I struggle to write this, after having previously arrived at a far less bleak conclusion. Surely, this isn’t the alternative I want to believe. Not as the sort of person who believes in some kind of after-life, and some kind of Higher Being that knows ultimately more than we ever will. Being that sort of person, makes me, in turn, the same sort of desperate, finite figure in search for meaning, craving the truth of knowledge like a certain, tragic, being in a Garden, once did.
Perhaps if I knew the answers to the questions I keep asking, I wouldn’t actually want the truth. The version of Miles’ story in my mind, is good enough. In fact, all the details I have to work with, are more than what I could have ever expected.
It is fact that we never learned of Miles’ actual origins – only that he and his sister Madu were found in a box in a Starbucks by a German expatriate family, who then proceeded to leave the country and needed new owners for their newfound pets.
it is fact that Miles was always a clumsy cat (and much to our delight early on), never accounting properly for his own weight (and by weight, I mean belly) before pouncing upon, or jumping from, or leaping towards, anything.
It is fact that Miles stole his sister’s food, both secretly and blatantly. His appetite was insatiable.
it is fact that Miles slept, belly up, about as often as he did the way regular cats do, with limbs tucked in underneath and slight shoulder blades, protruding. Apparently, such a vulnerable posture from cats implies that they trust us completely.
That last fact might be my favorite thing about him, and in part, why all this hurts, too damn much.
I never would have imagined a cat be so, at ease. It was as if he had already, intimately known that precious lesson that eludes so many of us who are searching constantly for the next, best thing.
The best thing, is right now. This very moment. The present is the greatest of gifts.
Again, I project. I don’t mean to, but I do.
I have to make some sense of this senseless loss. I still just don’t understand why he had to go, so quickly.
Chances are, he doesn’t understand either. Life was pretty good for that cat. He lived on the 15th floor, in an ocean view apartment, and ate raw chicken meat, cut into little bite-sized pieces by his loving, doting
She did it because we loved him, and he loved her back, and I never would have known why and how I’d ever love a cat as much as I did Miles, and I never would have known how a cat could possibly ever love us the way that he had.
There’s that old saying from Tennyson that comes to mind:
Tis better to have loved and lost, than never to have loved at all.
I hate latching onto cliches for the life of me, but this one, I hold onto, with every ounce of strength I’ve squeezed out of the fruit born from my grief.

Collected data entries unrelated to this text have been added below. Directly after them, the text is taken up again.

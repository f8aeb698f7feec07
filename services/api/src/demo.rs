use crate::infra::TracingAuditSink;
use admissions::config::AdmissionsConfig;
use admissions::error::AppError;
use admissions::workflows::admissions::{
    AcademicYear, ActivityAction, Actor, AdmissionError, AdmissionService, ApplicationId,
    ApplicationRecord, ApplicationStatus, CollegeId, CourseType, InMemoryAdmissionStore,
    NewApplication, PoolKey, Role, StudentId, TransitionRequest,
};
use clap::Args;
use std::any::Any;
use std::sync::Arc;
use std::thread::ScopedJoinHandle;

type DemoService = AdmissionService<InMemoryAdmissionStore, TracingAuditSink>;

const DEMO_COLLEGE: &str = "st-annes-nursing";

#[derive(Args, Debug)]
pub(crate) struct DemoArgs {
    /// Seats configured in the demo pool
    #[arg(long, default_value_t = 2)]
    pub(crate) seats: u32,
    /// Approved applications racing for those seats
    #[arg(long, default_value_t = 5)]
    pub(crate) contenders: usize,
    /// Academic year of the demo pool
    #[arg(long, default_value = "2025-26")]
    pub(crate) year: String,
}

pub(crate) fn run_demo(args: DemoArgs) -> Result<(), AppError> {
    let DemoArgs {
        seats,
        contenders,
        year,
    } = args;

    let college = CollegeId(DEMO_COLLEGE.to_string());
    let pool = PoolKey::new(college.clone(), CourseType::Gnm, AcademicYear(year));
    let admin = Actor::new("admin-ops", Role::Admin);
    let registrar = Actor::new("registrar", Role::College).with_college(college.clone());
    let agent = Actor::new("field-agent", Role::Agent).with_college(college.clone());

    let audit = Arc::new(TracingAuditSink::retaining());
    let service: DemoService = AdmissionService::new(
        Arc::new(InMemoryAdmissionStore::new()),
        audit.clone(),
        &AdmissionsConfig::default(),
    );

    println!("Admission cycle demo");
    let status = service.configure_capacity(&registrar, &pool, seats)?;
    println!("- Pool {} configured with {} seats", pool, status.total);

    println!("\nIntake");
    let mut approved = Vec::with_capacity(contenders);
    for n in 1..=contenders {
        let record = service.create_application(
            &agent,
            NewApplication {
                student_id: StudentId(format!("student-{n:02}")),
                college_id: college.clone(),
                course: pool.course,
                academic_year: pool.academic_year.clone(),
            },
        )?;
        let record = if n == 1 {
            walk_with_revert(&service, &registrar, record)?
        } else {
            walk_to_approved(&service, &registrar, record)?
        };
        println!(
            "- {} ({}) approved after {} status changes",
            record.id,
            record.student_id,
            record.version()
        );
        approved.push(record);
    }

    if let Some(first) = approved.first() {
        match service.transition(
            &admin,
            &first.id,
            TransitionRequest::to(ApplicationStatus::Verified),
        ) {
            Ok(_) => println!("  Unexpected: approved application moved back to VERIFIED"),
            Err(err) => println!("  Rejected {} -> VERIFIED: {} ({})", first.id, err.kind(), err),
        }
    }

    println!(
        "\nSeat race: {} contenders for {} seats",
        approved.len(),
        seats
    );
    type RaceResult = (ApplicationId, Result<String, AdmissionError>);
    let results: Vec<RaceResult> = std::thread::scope(|scope| {
        let handles = approved
            .iter()
            .map(|record| {
                let service = &service;
                let registrar = &registrar;
                scope.spawn(move || {
                    let outcome = service
                        .allocate(registrar, &record.id, None)
                        .map(|admission| admission.roll_number);
                    (record.id.clone(), outcome)
                })
            })
            .collect();
        join_all(handles)
    })?;

    let mut winners = Vec::new();
    let mut waiting = Vec::new();
    for (application_id, outcome) in results {
        match outcome {
            Ok(roll_number) => {
                println!("  - {application_id}: ADMITTED as {roll_number}");
                winners.push(application_id);
            }
            Err(err) => {
                println!("  - {application_id}: {}", err.kind());
                waiting.push(application_id);
            }
        }
    }

    if let (Some(revoked), Some(next)) = (winners.first(), waiting.first()) {
        println!("\nRevocation");
        let outcome = service.revoke_admission(
            &admin,
            revoked,
            None,
            Some("fee deadline missed".to_string()),
        )?;
        println!(
            "- {} back to {}, seat released",
            revoked,
            outcome.application.status()
        );
        let admission = service.allocate(&registrar, next, None)?;
        println!("- {} admitted as {}", next, admission.roll_number);
    }

    let status = service.pool_status(&registrar, &pool)?;
    println!(
        "\nPool {}: {} total | {} occupied | {} free",
        pool,
        status.total,
        status.occupied,
        status.free()
    );
    println!(
        "Audit trail: {} events | {} allocations | {} failed allocations | {} releases",
        audit.events().len(),
        audit.count(ActivityAction::SeatAllocate),
        audit.count(ActivityAction::SeatAllocationFailed),
        audit.count(ActivityAction::SeatRelease)
    );

    Ok(())
}

// Every handle is joined before the first panic is reported.
fn join_all<T>(handles: Vec<ScopedJoinHandle<'_, T>>) -> Result<Vec<T>, AppError> {
    let joined: Vec<_> = handles.into_iter().map(|handle| handle.join()).collect();
    joined
        .into_iter()
        .map(|result| result.map_err(|payload| AppError::Worker(panic_message(payload.as_ref()))))
        .collect()
}

fn panic_message(payload: &(dyn Any + Send)) -> String {
    payload
        .downcast_ref::<&str>()
        .map(|message| message.to_string())
        .or_else(|| payload.downcast_ref::<String>().cloned())
        .unwrap_or_else(|| "non-string panic payload".to_string())
}

fn walk_to_approved(
    service: &DemoService,
    actor: &Actor,
    mut record: ApplicationRecord,
) -> Result<ApplicationRecord, AdmissionError> {
    for status in [
        ApplicationStatus::Submitted,
        ApplicationStatus::Verified,
        ApplicationStatus::Approved,
    ] {
        let request = TransitionRequest::to(status).expecting(record.version());
        record = service.transition(actor, &record.id, request)?.application;
    }
    Ok(record)
}

// Send the first application back to the applicant once before it goes through.
fn walk_with_revert(
    service: &DemoService,
    actor: &Actor,
    record: ApplicationRecord,
) -> Result<ApplicationRecord, AdmissionError> {
    let submitted = service
        .transition(
            actor,
            &record.id,
            TransitionRequest::to(ApplicationStatus::Submitted),
        )?
        .application;
    let returned = service
        .transition(
            actor,
            &submitted.id,
            TransitionRequest::to(ApplicationStatus::Draft).with_comment("marksheet illegible"),
        )?
        .application;
    println!(
        "- {} returned to {} for corrections",
        returned.id,
        returned.status()
    );
    walk_to_approved(service, actor, returned)
}

#[cfg(test)]
mod tests {
    use super::*;

    #[test]
    fn panicked_contender_fails_the_race_instead_of_vanishing() {
        let joined = std::thread::scope(|scope| {
            let handles = vec![
                scope.spawn(|| 1),
                scope.spawn(|| -> i32 { panic!("contender crashed") }),
            ];
            join_all(handles)
        });

        match joined {
            Err(AppError::Worker(message)) => assert_eq!(message, "contender crashed"),
            other => panic!("expected worker failure, got {other:?}"),
        }
    }

    #[test]
    fn all_contenders_are_reported_when_none_panic() {
        let joined = std::thread::scope(|scope| {
            let handles = (0..4).map(|n| scope.spawn(move || n * 2)).collect();
            join_all(handles)
        })
        .expect("no panics");

        assert_eq!(joined, vec![0, 2, 4, 6]);
    }
}
use crate::config::ConfigError;
use crate::telemetry::TelemetryError;
use crate::workflows::admissions::AdmissionError;
use axum::http::StatusCode;
use axum::response::{IntoResponse, Response};
use axum::Json;
use serde_json::json;
use std::fmt;

/// Process-level error surfaced by the binaries.
#[derive(Debug)]
pub enum AppError {
    Config(ConfigError),
    Telemetry(TelemetryError),
    Io(std::io::Error),
    Server(axum::Error),
    Admission(AdmissionError),
    /// A worker thread panicked before reporting its result.
    Worker(String),
}

impl fmt::Display for AppError {
    fn fmt(&self, f: &mut fmt::Formatter<'_>) -> fmt::Result {
        match self {
            AppError::Config(err) => write!(f, "configuration error: {}", err),
            AppError::Telemetry(err) => write!(f, "telemetry error: {}", err),
            AppError::Io(err) => write!(f, "io error: {}", err),
            AppError::Server(err) => write!(f, "server error: {}", err),
            AppError::Admission(err) => write!(f, "admission error ({}): {}", err.kind(), err),
            AppError::Worker(message) => write!(f, "worker thread panicked: {}", message),
        }
    }
}

impl std::error::Error for AppError {
    fn source(&self) -> Option<&(dyn std::error::Error + 'static)> {
        match self {
            AppError::Config(err) => Some(err),
            AppError::Telemetry(err) => Some(err),
            AppError::Io(err) => Some(err),
            AppError::Server(err) => Some(err),
            AppError::Admission(err) => Some(err),
            AppError::Worker(_) => None,
        }
    }
}

impl IntoResponse for AppError {
    fn into_response(self) -> Response {
        match self {
            AppError::Admission(err) => err.into_response(),
            other => {
                let body = Json(json!({ "error": "Internal", "message": other.to_string() }));
                (StatusCode::INTERNAL_SERVER_ERROR, body).into_response()
            }
        }
    }
}

impl From<ConfigError> for AppError {
    fn from(value: ConfigError) -> Self {
        Self::Config(value)
    }
}

impl From<TelemetryError> for AppError {
    fn from(value: TelemetryError) -> Self {
        Self::Telemetry(value)
    }
}

impl From<std::io::Error> for AppError {
    fn from(value: std::io::Error) -> Self {
        Self::Io(value)
    }
}

impl From<axum::Error> for AppError {
    fn from(value: axum::Error) -> Self {
        Self::Server(value)
    }
}

impl From<AdmissionError> for AppError {
    fn from(value: AdmissionError) -> Self {
        Self::Admission(value)
    }
}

I do so, because I don’t know if the meanings I’ve made of his loss, are as true as I’ve come to believe.
I don’t know the greater purpose he might have served beforehand, had he had one to begin with. I don’t know whether his “time was up” or he had done what he needed, and left when it was over.
And if I can’t find any solace from asking questions to which I’ll find no definitive answers, then I must look elsewhere to find the peace and comfort I need, now.
I mustn’t keep asking why he had to leave so suddenly. I mustn’t wonder why he had ever come at all.
I must only acknowledge how surprisingly wonderful, refreshing, and joyous it was to have such a lovable cat. I never would have imagined how much he’d mean to me, spanning the entirety of his life, before ever coming to terms with the finality of his death.
That’s the only meaning I can hold onto with the utmost certainty. I can’t afford to wonder what sort of purpose he had to have completed by the time he left us. It is enough to hold onto the pure innocence and goodness he exuded with the life he had actually lived.
It has to be enough, because he was blameless, all throughout.
I couldn’t possibly answer any of the questions that begin with “Why?” Frankly, I don’t really want to.
But I’m happy to return to the question with which my answer is sure.
“What was Miles, to me?”
For a season, much like a breeze. At times, sudden and wild; other times, soft and gentle, but almost always, arriving unexpectedly. I couldn’t have predicted that he’d come the way that he came, that he’d leave the way that he went, and that he’d last just long enough for us to know that surely, his sweet caress, no matter how fleeting, we would never, ever forget.